|Programa general, fitxa d'activitat|
||Dimecres 7 de setembre de 2016
The role of bimodal input in L2 word recognition and vocabulary learningExposa: Sara Feijoo, Universitat de Barcelona
Autors: Ferran Gesa, Imma Miralpeix, Sara Feijóo, Elisabet Comelles, Mayya Levkina
Empirical research on second language learning has pointed out the benefits of multiple input modalities, given that learners have been shown to use different input modes in such a way that they reinforce one another (Bird & Williams, 2002; Winke, Gass & Sydorenko, 2010; Montero et al., 2014). This has been claimed to support Paivio’s (1986, 2007) Dual Coding Theory, according to which, oral and visual stimuli are processed by two different systems that are interconnected and interact with one another. The activation of both systems would increase processing depth and would enhance language development.
The objective of the present study was to test the Dual Coding Theory in the context of a second language classroom. We tested the vocabulary gains obtained by L2 learners after viewing videos with within-language subtitles or captions, (i.e. input where text and sound, as well as images, were presented to the learners). Two groups participated in the study: an experimental group and a control group, with 15 Spanish high-school learners of English in each of the groups. Learners in the experimental condition were exposed to an undubbed American series every week for a total of 6 weeks. Both groups were given a vocabulary pre-test and post-test before and after the treatment.
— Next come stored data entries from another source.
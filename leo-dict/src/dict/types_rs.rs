use serde::{Deserialize, Serialize};

/// 一条翻译结果
///
/// `caption`是译文（非源语言的一侧），`description`是源语言一侧的原文，
/// `language`是`caption`的语言代码
#[derive(Debug, Clone, PartialEq, Eq, Hash, Serialize)]
pub struct TranslatedEntry {
    pub caption: String,
    pub description: String,
    pub language: String,
}

impl TranslatedEntry {
    pub fn new(
        caption: impl Into<String>,
        description: impl Into<String>,
        language: impl Into<String>,
    ) -> Self {
        Self {
            caption: caption.into(),
            description: description.into(),
            language: language.into(),
        }
    }
}

// region    --- query.xml
// 返回的xml大致为：
// <xml>
//   <search hitWordCntLeft="5" hitWordCntRight="2" ... />
//   <sectionlist>
//     <section>
//       <entry>
//         <side lang="en"><words><word>house</word></words></side>
//         <side lang="de"><words><word>Haus</word></words></side>
//       </entry>
//     </section>
//   </sectionlist>
// </xml>
// entry可能出现在任意层级，解析时按文档顺序扫描，每个`<search>`和`<entry>`单独反序列化，
// 所以这里不描述外层的容器结构
#[derive(Deserialize, Debug)]
pub(crate) struct Search {
    #[serde(rename = "@hitWordCntLeft")]
    pub hit_word_cnt_left: u64,
    #[serde(rename = "@hitWordCntRight")]
    pub hit_word_cnt_right: u64,
}

#[derive(Deserialize, Debug)]
pub(crate) struct Entry {
    // 第一个是左侧，第二个是右侧
    #[serde(default)]
    pub side: Vec<Side>,
}

#[derive(Deserialize, Debug)]
pub(crate) struct Side {
    #[serde(rename = "@lang")]
    pub lang: String,
    pub words: Words,
}

#[derive(Deserialize, Debug)]
pub(crate) struct Words {
    #[serde(default)]
    pub word: Vec<Word>,
}

#[derive(Deserialize, Debug)]
pub(crate) struct Word {
    #[serde(rename = "$text", default)]
    pub text: String,
}
// endregion --- query.xml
The results obtained from the study show that the experimental group outperformed the control group in terms of word recognition and vocabulary learning. Furthermore, such gains were shown to correlate with the participants’ level of English proficiency, since higher-proficiency learners benefitted more from the treatment than lower-proficiency learners. A further lexical analysis showed that both phonologically salient words as well as orthographically salient words were better learned. This indicates that participants attended to both oral and written stimuli, which provides support to the Dual Coding Theory.